Here at Intergen we run a series of late afternoon seminars for interested parties called Intergen Twilight Seminars. Last night we had a guest speaker, one Michael Sampson his session was based on his whitepaper: The 7 Pillars of IT-Enabled Team Productivity: The Microsoft SharePoint 2007 Analysis, where he states.
“On its own merits, SharePoint fails the needs of teams for collaborative software in 6 out of the 7 areas. It thus passes only one of the areas on its own merits, and it passes an additional two areas if the organization adds additional server software from Microsoft. However, using the software available from Microsoft, it earns a failing grade in 4 out of the 7 areas.“
WOW! That’s quite a claim. But let’s step back a moment here and look a the context. Michael is only looking at SharePoint with respect to Collaboration, that’s one portion of the SharePoint pie:
Fair enough, that’s his thing and it’s well worth evaluating the merits of SharePoint for collaboration, see as this portion of the pie is included in both WSS and MOSS. So let’s take a quick look at how Michael faults SharePoint.
To talk about how SharePoint ‘fails’ I’ll just cover off Michael’s reference framework: The 7 Pillars of IT-Enabled Team Productivity
Pillar 1 … Shared Access to Team Data
Pillar 2 … Location-Independent Access to Team Data, People and Applications
Pillar 3 … Real-Time Joint Editing and Review
Pillar 4 … Coordinate Schedules with Team Aware Scheduling Software
Pillar 5 … Build Social Engagement through Presence, Blogs and IM
Pillar 6 … Enterprise Action Management
Pillar 7 … Broaden the Network through Automatic Discovery Services
Now, Pillar 1 gets an out right pass, Pillars 3 and 5 receive passes when you add Office Communication Server to your environment.
That’s 3/7, an outright fail overall!!! Who thought that SharePoint was that bad?
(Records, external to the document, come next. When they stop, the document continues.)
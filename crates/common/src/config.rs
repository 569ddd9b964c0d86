//! Application configuration.

use serde::{Deserialize, Serialize};
use std::path::{Path, PathBuf};

use crate::error::{FramecastError, FramecastResult};

/// Global application configuration.
#[derive(Debug, Clone, Default, Serialize, Deserialize)]
#[serde(default)]
pub struct AppConfig {
    /// HTTP listener settings.
    pub server: ServerConfig,

    /// Render pipeline settings.
    pub render: RenderSettings,

    /// Where published artifacts go.
    pub storage: StorageConfig,

    /// Where render results are recorded.
    pub persistence: PersistenceConfig,

    /// Logging configuration.
    pub logging: LoggingConfig,
}

/// HTTP listener settings.
#[derive(Debug, Clone, Serialize, Deserialize)]
#[serde(default)]
pub struct ServerConfig {
    pub host: String,
    pub port: u16,
}

/// Render pipeline parameters.
#[derive(Debug, Clone, Serialize, Deserialize)]
#[serde(default)]
pub struct RenderSettings {
    /// Frame rate of the muxed video. Audio offsets always use 60.
    pub fps: u32,

    /// x264 constant rate factor.
    pub crf: u32,

    /// x264 preset.
    pub preset: String,

    /// Pause after the 85/90 transitions so pollers can observe them.
    pub stage_pause_ms: u64,

    /// Delay between the 99.9 and 100 transitions.
    pub terminal_delay_ms: u64,

    /// Upper bound on renders running at once.
    pub max_concurrent_jobs: usize,

    /// Fallback root for local audio references.
    pub asset_root: PathBuf,

    /// Timeout for remote audio downloads.
    pub fetch_timeout_secs: u64,

    /// Keep `final.mp4` in the session directory after publishing.
    pub keep_final_artifact: bool,
}

/// Object storage backend selection.
#[derive(Debug, Clone, Copy, PartialEq, Eq, Serialize, Deserialize)]
#[serde(rename_all = "lowercase")]
pub enum StorageBackend {
    /// Copy into a local directory served by `framecast serve`.
    Local,
    /// Resumable (TUS) upload to a storage endpoint.
    Tus,
}

/// Object storage configuration.
#[derive(Debug, Clone, Serialize, Deserialize)]
#[serde(default)]
pub struct StorageConfig {
    pub backend: StorageBackend,

    /// Base URL of the storage service (TUS backend).
    pub endpoint: String,

    /// Bucket receiving rendered videos.
    pub bucket: String,

    /// Service key sent as bearer token.
    pub api_key: Option<String>,

    /// Target directory for the local backend.
    pub local_dir: PathBuf,

    /// URL prefix under which `local_dir` is served. Its path part is
    /// where `framecast serve` mounts the directory.
    pub public_base_url: String,

    /// Upload chunk size in bytes.
    pub chunk_size: usize,
}

/// Result persistence backend selection.
#[derive(Debug, Clone, Copy, PartialEq, Eq, Serialize, Deserialize)]
#[serde(rename_all = "lowercase")]
pub enum PersistenceBackend {
    /// Append JSON lines to a local file.
    Jsonl,
    /// POST rows to a PostgREST-compatible endpoint.
    Rest,
}

/// Result persistence configuration.
#[derive(Debug, Clone, Serialize, Deserialize)]
#[serde(default)]
pub struct PersistenceConfig {
    pub backend: PersistenceBackend,
    pub endpoint: String,
    pub table: String,
    pub api_key: Option<String>,
    pub jsonl_path: PathBuf,
}

/// Logging configuration.
#[derive(Debug, Clone, Serialize, Deserialize)]
#[serde(default)]
pub struct LoggingConfig {
    /// Log level filter (e.g., "info", "debug", "framecast=debug,warn").
    pub level: String,

    /// Whether to output structured JSON logs.
    pub json: bool,

    /// Optional log file path.
    pub file: Option<PathBuf>,
}

/// Resumable upload chunk size mandated by the storage service.
pub const DEFAULT_CHUNK_SIZE: usize = 6 * 1024 * 1024;

impl Default for ServerConfig {
    fn default() -> Self {
        Self {
            host: "127.0.0.1".to_string(),
            port: 8000,
        }
    }
}

impl Default for RenderSettings {
    fn default() -> Self {
        Self {
            fps: 60,
            crf: 23,
            preset: "medium".to_string(),
            stage_pause_ms: 500,
            terminal_delay_ms: 1000,
            max_concurrent_jobs: 2,
            asset_root: PathBuf::from("."),
            fetch_timeout_secs: 30,
            keep_final_artifact: true,
        }
    }
}

impl Default for StorageConfig {
    fn default() -> Self {
        let data = data_dir();
        Self {
            backend: StorageBackend::Local,
            endpoint: String::new(),
            bucket: "videos".to_string(),
            api_key: None,
            local_dir: data.join("published"),
            public_base_url: "http://127.0.0.1:8000/published".to_string(),
            chunk_size: DEFAULT_CHUNK_SIZE,
        }
    }
}

impl Default for PersistenceConfig {
    fn default() -> Self {
        Self {
            backend: PersistenceBackend::Jsonl,
            endpoint: String::new(),
            table: "videos".to_string(),
            api_key: None,
            jsonl_path: data_dir().join("results.jsonl"),
        }
    }
}

impl Default for LoggingConfig {
    fn default() -> Self {
        Self {
            level: "info".to_string(),
            json: false,
            file: None,
        }
    }
}

impl AppConfig {
    /// Load config from the standard location, falling back to defaults.
    pub fn load() -> Self {
        let config_path = config_file_path();
        let mut config = if config_path.exists() {
            match Self::load_from(&config_path) {
                Ok(config) => config,
                Err(e) => {
                    tracing::warn!("Failed to load config at {:?}: {}", config_path, e);
                    Self::default()
                }
            }
        } else {
            Self::default()
        };
        config.apply_env();
        config
    }

    /// Load config from an explicit file. Missing sections use defaults.
    pub fn load_from(path: &Path) -> FramecastResult<Self> {
        let content = std::fs::read_to_string(path).map_err(|e| {
            FramecastError::config(format!("Failed to read {}: {e}", path.display()))
        })?;
        let config: Self = serde_json::from_str(&content)?;
        config.validate()?;
        Ok(config)
    }

    /// Save config to the standard location.
    pub fn save(&self) -> Result<(), std::io::Error> {
        let config_path = config_file_path();
        if let Some(parent) = config_path.parent() {
            std::fs::create_dir_all(parent)?;
        }
        let json = serde_json::to_string_pretty(self).map_err(std::io::Error::other)?;
        std::fs::write(config_path, json)
    }

    /// Reject settings the pipeline cannot run with.
    pub fn validate(&self) -> FramecastResult<()> {
        if self.render.fps == 0 {
            return Err(FramecastError::config("render.fps must be positive"));
        }
        if self.render.max_concurrent_jobs == 0 {
            return Err(FramecastError::config(
                "render.max_concurrent_jobs must be positive",
            ));
        }
        if self.storage.chunk_size == 0 {
            return Err(FramecastError::config("storage.chunk_size must be positive"));
        }
        if self.storage.backend == StorageBackend::Tus && self.storage.endpoint.is_empty() {
            return Err(FramecastError::config(
                "storage.endpoint is required for the tus backend",
            ));
        }
        if self.persistence.backend == PersistenceBackend::Rest
            && self.persistence.endpoint.is_empty()
        {
            return Err(FramecastError::config(
                "persistence.endpoint is required for the rest backend",
            ));
        }
        Ok(())
    }

    /// Apply `FRAMECAST_*` environment overrides.
    pub fn apply_env(&mut self) {
        if let Ok(host) = std::env::var("FRAMECAST_HOST") {
            self.server.host = host;
        }
        if let Some(port) = std::env::var("FRAMECAST_PORT")
            .ok()
            .and_then(|p| p.parse().ok())
        {
            self.server.port = port;
        }
        if let Ok(key) = std::env::var("FRAMECAST_STORAGE_KEY") {
            self.storage.api_key = Some(key);
        }
        if let Ok(key) = std::env::var("FRAMECAST_PERSISTENCE_KEY") {
            self.persistence.api_key = Some(key);
        }
    }
}

/// Standard config file location.
pub fn config_file_path() -> PathBuf {
    let base = std::env::var("XDG_CONFIG_HOME")
        .map(PathBuf::from)
        .unwrap_or_else(|_| {
            let home = std::env::var("HOME").unwrap_or_else(|_| "/tmp".to_string());
            PathBuf::from(home).join(".config")
        });
    base.join("framecast").join("config.json")
}

/// Default data directory for published files and result logs.
fn data_dir() -> PathBuf {
    let base = std::env::var("XDG_DATA_HOME")
        .map(PathBuf::from)
        .unwrap_or_else(|_| {
            let home = std::env::var("HOME").unwrap_or_else(|_| "/tmp".to_string());
            PathBuf::from(home).join(".local").join("share")
        });
    base.join("framecast")
}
I sure didn’t…
I’m going to talk about the two areas that Michael concentrated on during his presentation. Location independent access and team aware scheduling.
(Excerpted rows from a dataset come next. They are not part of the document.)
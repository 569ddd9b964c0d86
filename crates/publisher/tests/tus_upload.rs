//! Runs `TusArtifactStore` against a minimal in-process tus server.

use std::net::SocketAddr;
use std::path::PathBuf;
use std::sync::Arc;

use axum::body::Bytes;
use axum::extract::{DefaultBodyLimit, State};
use axum::http::{header, HeaderMap, StatusCode};
use axum::response::{IntoResponse, Response};
use axum::routing::{patch, post};
use axum::Router;
use parking_lot::Mutex;

use framecast_common::config::DEFAULT_CHUNK_SIZE;
use framecast_publisher::{ArtifactStore, TusArtifactStore};

const UPLOAD_PATH: &str = "/storage/v1/upload/resumable/upload-1";

#[derive(Default)]
struct TusState {
    upload_length: Option<u64>,
    metadata: Option<String>,
    authorization: Option<String>,
    received: Vec<u8>,
    chunk_sizes: Vec<usize>,
    /// Added to every echoed offset.
    offset_skew: u64,
}

type Shared = Arc<Mutex<TusState>>;

fn header_str(headers: &HeaderMap, name: &str) -> Option<String> {
    headers
        .get(name)
        .and_then(|value| value.to_str().ok())
        .map(str::to_string)
}

async fn create(State(state): State<Shared>, headers: HeaderMap) -> Response {
    let mut state = state.lock();
    state.upload_length = header_str(&headers, "upload-length").and_then(|v| v.parse().ok());
    state.metadata = header_str(&headers, "upload-metadata");
    state.authorization = header_str(&headers, "authorization");
    (StatusCode::CREATED, [(header::LOCATION, UPLOAD_PATH)]).into_response()
}

async fn append(State(state): State<Shared>, headers: HeaderMap, body: Bytes) -> Response {
    let mut state = state.lock();
    let offset: Option<u64> = header_str(&headers, "upload-offset").and_then(|v| v.parse().ok());
    if offset != Some(state.received.len() as u64) {
        return StatusCode::CONFLICT.into_response();
    }
    state.chunk_sizes.push(body.len());
    state.received.extend_from_slice(&body);
    let echoed = state.received.len() as u64 + state.offset_skew;
    (StatusCode::NO_CONTENT, [("upload-offset", echoed.to_string())]).into_response()
}

/// Serve on an ephemeral port from a dedicated runtime thread.
fn spawn_server(offset_skew: u64) -> (String, Shared) {
    let state: Shared = Arc::new(Mutex::new(TusState {
        offset_skew,
        ..TusState::default()
    }));
    let app = Router::new()
        .route("/storage/v1/upload/resumable", post(create))
        .route(UPLOAD_PATH, patch(append))
        .layer(DefaultBodyLimit::disable())
        .with_state(Arc::clone(&state));

    let (tx, rx) = std::sync::mpsc::channel::<SocketAddr>();
    std::thread::spawn(move || {
        let runtime = tokio::runtime::Builder::new_current_thread()
            .enable_all()
            .build()
            .unwrap();
        runtime.block_on(async move {
            let listener = tokio::net::TcpListener::bind("127.0.0.1:0").await.unwrap();
            tx.send(listener.local_addr().unwrap()).unwrap();
            axum::serve(listener, app).await.unwrap();
        });
    });
    let addr = rx.recv().unwrap();
    (format!("http://{addr}"), state)
}

fn artifact(name: &str, len: usize) -> (PathBuf, Vec<u8>) {
    let path = std::env::temp_dir().join(format!("framecast_tus_{name}.mp4"));
    let data: Vec<u8> = (0..len).map(|i| (i % 251) as u8).collect();
    std::fs::write(&path, &data).unwrap();
    (path, data)
}

#[test]
fn uploads_in_fixed_size_chunks() {
    for (name, len, chunks) in [
        ("exact", DEFAULT_CHUNK_SIZE * 2, 2),
        ("spill", DEFAULT_CHUNK_SIZE * 2 + 1, 3),
    ] {
        let (endpoint, state) = spawn_server(0);
        let (path, data) = artifact(name, len);
        let store = TusArtifactStore::new(&endpoint, "videos", "secret");

        let url = store.upload(&path, "u1/videos/video_s1.mp4").unwrap();
        assert_eq!(
            url,
            format!("{endpoint}/storage/v1/object/public/videos/u1/videos/video_s1.mp4")
        );

        let state = state.lock();
        assert_eq!(state.upload_length, Some(len as u64));
        assert_eq!(state.authorization.as_deref(), Some("Bearer secret"));
        assert_eq!(
            state.metadata.as_deref(),
            Some(store.upload_metadata("u1/videos/video_s1.mp4").as_str())
        );
        assert_eq!(state.chunk_sizes.len(), chunks, "{name}");
        assert!(state.chunk_sizes.iter().all(|&n| n <= DEFAULT_CHUNK_SIZE));
        assert!(state.received == data, "{name}: uploaded bytes differ");

        std::fs::remove_file(&path).ok();
    }
}

#[test]
fn wrong_acknowledged_offset_aborts_upload() {
    let (endpoint, state) = spawn_server(1);
    let (path, _) = artifact("skew", 4096);
    let store = TusArtifactStore::new(&endpoint, "videos", "secret").with_chunk_size(1024);

    let err = store.upload(&path, "u1/videos/video_s1.mp4").unwrap_err();
    assert!(err.to_string().contains("acknowledged offset 1025, expected 1024"), "{err}");
    assert_eq!(state.lock().chunk_sizes, vec![1024]);

    std::fs::remove_file(&path).ok();
}

#[test]
fn missing_file_is_reported_before_any_request() {
    let (endpoint, state) = spawn_server(0);
    let store = TusArtifactStore::new(&endpoint, "videos", "secret");

    let err = store
        .upload(&std::env::temp_dir().join("framecast_tus_missing.mp4"), "k")
        .unwrap_err();
    assert!(err.to_string().starts_with("File not found"), "{err}");
    assert!(state.lock().upload_length.is_none());
}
So Pillar 2, location independent access, that gets a fail because of the inability to use the client integration features in a offline mode and have seamless sync back once a network connection is restored.
I ask you though, is that the responsibility of SharePoint, a SERVER product or Office, the client tool that is being used??
I agree it’s not ideal if you have users that have to work with documents while they are offline. But why fault the server product and not the client tool? Maybe I’m blame shifting but either way it is something that Microsoft should look at improving in Office 14.
For many organisations this is not going to be an issue as they’re not going to need this capability, or, in fact they might just accept this limitation as the number of impacted users is going to be insignificant. Michael did point out a product from a company called Colligo that does provide the automated online/offline sync capabilities that give this pillar a pass.
The point of failure for Pillar 4, team aware scheduling, boils down to the fact that using team calendars in what Michael considers to be the ‘natural’ way breaks the Free/Busy features of Exchange server when importing those team calendars into a personal Outlook profile. Using the client integration means of importing when the appointment is only added to the team calendar causes the appointment to be stored on the PC on which that instance of Outlook is hosted instead of adding it to the shared Exchange hosted calendar.
That’s pretty poor, however there is a simple work around, which is the way I suspect that this feature was designed to work, every SharePoint Calendar has its own email address….. So simply invite all the people you need at a given meeting and also invite the team calendar.
So with a some investment and a little human factoring you can have SharePoint getting a respectable 5/7 pass on Michael’s Pillars framework. Let’s face it, IT enablers for business are an investment, spend wisely, engage the right people and ensure that you’re not spending money on things you don’t need. This pillars framework is a means of evaluating a product and how it aligns to your business needs and not a must have checklist.